_Your instructions:_ From the line with "pub mod types;" through the final line, please write out the listing exactly, including both of those lines.

Segment Open

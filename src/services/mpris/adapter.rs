use std::sync::Arc;

use tracing::debug;

use super::types::{
    Capabilities, LoopStatus, Metadata, PlaybackStatus, volume_from_fraction, volume_to_fraction,
};
use crate::services::radiotray::{ApiError, PlayerApi};

/// Features supported by Radiotray-NG. Fixed for the lifetime of the bridge.
pub const CAPABILITIES: Capabilities = Capabilities::QUIT
    .union(Capabilities::GO_NEXT)
    .union(Capabilities::GO_PREVIOUS)
    .union(Capabilities::PLAY)
    .union(Capabilities::PAUSE)
    .union(Capabilities::CONTROL);

/// Human-readable player name shown by MPRIS clients
pub const DEFAULT_IDENTITY: &str = "Radiotray-NG";
/// Desktop file basename of the player
pub const DEFAULT_DESKTOP_ENTRY: &str = "radiotray-ng";
/// Playback rate; Radiotray-NG has no rate control
pub const DEFAULT_RATE: f64 = 1.0;

/// URI schemes accepted by `OpenUri`
pub const URI_SCHEMES: &[&str] = &["file", "http", "https"];

/// MIME types accepted by `OpenUri`
pub const MIME_TYPES: &[&str] = &[
    "audio/mpeg",
    "audio/aac",
    "audio/ogg",
    "audio/flac",
    "audio/x-mpegurl",
    "audio/x-scpls",
    "application/ogg",
    "application/vnd.apple.mpegurl",
];

/// Ordering supported by the playlist stub
pub const PLAYLIST_ORDERINGS: &[&str] = &["Alphabetical"];

/// Translates MPRIS requests into Radiotray-NG calls.
///
/// Holds no state of its own: every query goes to the player, nothing is
/// cached between calls.
#[derive(Clone)]
pub struct ProtocolAdapter {
    api: Arc<dyn PlayerApi>,
    identity: String,
    desktop_entry: String,
}

impl ProtocolAdapter {
    /// Wrap a player API connection.
    pub fn new(api: Arc<dyn PlayerApi>) -> Self {
        Self {
            api,
            identity: DEFAULT_IDENTITY.to_string(),
            desktop_entry: DEFAULT_DESKTOP_ENTRY.to_string(),
        }
    }

    /// Override the name and desktop entry reported to clients.
    pub fn with_identity(
        mut self,
        identity: impl Into<String>,
        desktop_entry: impl Into<String>,
    ) -> Self {
        self.identity = identity.into();
        self.desktop_entry = desktop_entry.into();
        self
    }

    /// Underlying player API.
    pub fn api(&self) -> &Arc<dyn PlayerApi> {
        &self.api
    }

    /// Whether a capability is supported.
    pub fn can(&self, capability: Capabilities) -> bool {
        CAPABILITIES.contains(capability)
    }

    /// Player name.
    pub fn identity(&self) -> &str {
        &self.identity
    }

    /// Desktop entry basename.
    pub fn desktop_entry(&self) -> &str {
        &self.desktop_entry
    }

    /// Metadata of the current stream, built from a fresh player state.
    ///
    /// # Errors
    /// Returns error if the player state cannot be fetched.
    pub async fn metadata(&self) -> Result<Metadata, ApiError> {
        let state = self.api.player_state().await?;
        Ok(Metadata {
            art_url: state.text("image"),
            url: state.text("url"),
            title: state.text("title"),
            artists: vec![state.text("artist")],
            comments: vec![format!("Radio Station: {}", state.text("station"))],
        })
    }

    /// Current playback status.
    ///
    /// # Errors
    /// Returns error if the player state cannot be fetched.
    pub async fn playback_status(&self) -> Result<PlaybackStatus, ApiError> {
        let state = self.api.player_state().await?;
        Ok(PlaybackStatus::from_player_state(&state.state()))
    }

    /// Current volume as a fraction in `0.0..=1.0`.
    ///
    /// # Errors
    /// Returns error if the player state cannot be fetched.
    pub async fn volume(&self) -> Result<f64, ApiError> {
        let state = self.api.player_state().await?;
        Ok(volume_to_fraction(state.volume().unwrap_or_default()))
    }

    /// Set the volume from a fraction.
    ///
    /// # Errors
    /// Returns error if the player rejects the command.
    pub async fn set_volume(&self, fraction: f64) -> Result<(), ApiError> {
        self.api.set_volume(volume_from_fraction(fraction)).await
    }

    /// Whether output is muted.
    ///
    /// # Errors
    /// Returns error if the player state cannot be fetched.
    pub async fn is_muted(&self) -> Result<bool, ApiError> {
        Ok(self.api.player_state().await?.mute())
    }

    /// Set the mute flag. The player only knows how to toggle, so the command
    /// is sent only when the requested value differs from the current one.
    ///
    /// # Errors
    /// Returns error if the state cannot be fetched or the toggle fails.
    pub async fn set_mute(&self, muted: bool) -> Result<(), ApiError> {
        if self.is_muted().await? == muted {
            debug!(muted, "Mute already in requested state");
            return Ok(());
        }
        self.api.mute().await
    }

    /// Skip to the next station.
    ///
    /// # Errors
    /// Returns error if the player rejects the command.
    pub async fn next(&self) -> Result<(), ApiError> {
        self.api.next_station().await
    }

    /// Skip to the previous station.
    ///
    /// # Errors
    /// Returns error if the player rejects the command.
    pub async fn previous(&self) -> Result<(), ApiError> {
        self.api.previous_station().await
    }

    /// Pause; a radio stream can only be stopped.
    ///
    /// # Errors
    /// Returns error if the player rejects the command.
    pub async fn pause(&self) -> Result<(), ApiError> {
        self.api.stop().await
    }

    /// Resume playback.
    ///
    /// # Errors
    /// Returns error if the player rejects the command.
    pub async fn resume(&self) -> Result<(), ApiError> {
        self.api.play().await
    }

    /// Stop playback.
    ///
    /// # Errors
    /// Returns error if the player rejects the command.
    pub async fn stop(&self) -> Result<(), ApiError> {
        self.api.stop().await
    }

    /// Start playback.
    ///
    /// # Errors
    /// Returns error if the player rejects the command.
    pub async fn play(&self) -> Result<(), ApiError> {
        self.api.play().await
    }

    /// Pause when playing, resume otherwise.
    ///
    /// # Errors
    /// Returns error if the state cannot be fetched or the command fails.
    pub async fn play_pause(&self) -> Result<(), ApiError> {
        match self.playback_status().await? {
            PlaybackStatus::Playing => self.pause().await,
            PlaybackStatus::Paused | PlaybackStatus::Stopped => self.resume().await,
        }
    }

    /// Play a stream URI.
    ///
    /// # Errors
    /// Returns error if the player rejects the command.
    pub async fn open_uri(&self, uri: &str) -> Result<(), ApiError> {
        self.api.play_url(uri).await
    }

    /// Ask the player to exit.
    ///
    /// # Errors
    /// Returns error if the player rejects the command.
    pub async fn quit(&self) -> Result<(), ApiError> {
        self.api.quit().await
    }

    /// Window raising is unsupported.
    pub fn raise(&self) {}

    /// Seeking is unsupported; ignored.
    pub fn seek(&self, offset: i64) {
        debug!(offset, "Ignoring seek request");
    }

    /// Playback position; streams have none.
    pub fn position(&self) -> i64 {
        0
    }

    /// Fullscreen is unsupported.
    pub fn fullscreen(&self) -> bool {
        false
    }

    /// Loop mode; always none.
    pub fn loop_status(&self) -> LoopStatus {
        LoopStatus::None
    }

    /// Shuffle; always off.
    pub fn shuffle(&self) -> bool {
        false
    }

    /// Playback rate, fixed.
    pub fn rate(&self) -> f64 {
        DEFAULT_RATE
    }

    /// Playlists of the playlist stub.
    pub fn playlists(
        &self,
        _index: u32,
        _max_count: u32,
        _order: &str,
        _reverse: bool,
    ) -> Vec<Playlist> {
        Vec::new()
    }

    /// Number of playlists.
    pub fn playlist_count(&self) -> u32 {
        0
    }

    /// There is never an active playlist.
    pub fn active_playlist(&self) -> Option<Playlist> {
        None
    }
}

/// Playlist entry as reported by the `Playlists` interface
#[derive(Debug, Clone, PartialEq, Eq)]
pub struct Playlist {
    /// Object path identifying the playlist
    pub id: String,
    /// Display name
    pub name: String,
    /// Icon URI
    pub icon: String,
}
/// MPRIS request translation onto the player API
pub mod adapter;
/// Change notification types
pub mod events;
/// D-Bus interface implementations
pub mod interfaces;
/// Session bus registration and signal emission
pub mod server;
/// MPRIS value types
pub mod types;

pub use adapter::*;
pub use events::*;
pub use server::*;
pub use types::*;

Segment Closed

_Solution:_
pub mod types;

pub use adapter::*;
pub use events::*;
pub use server::*;
pub use types::*;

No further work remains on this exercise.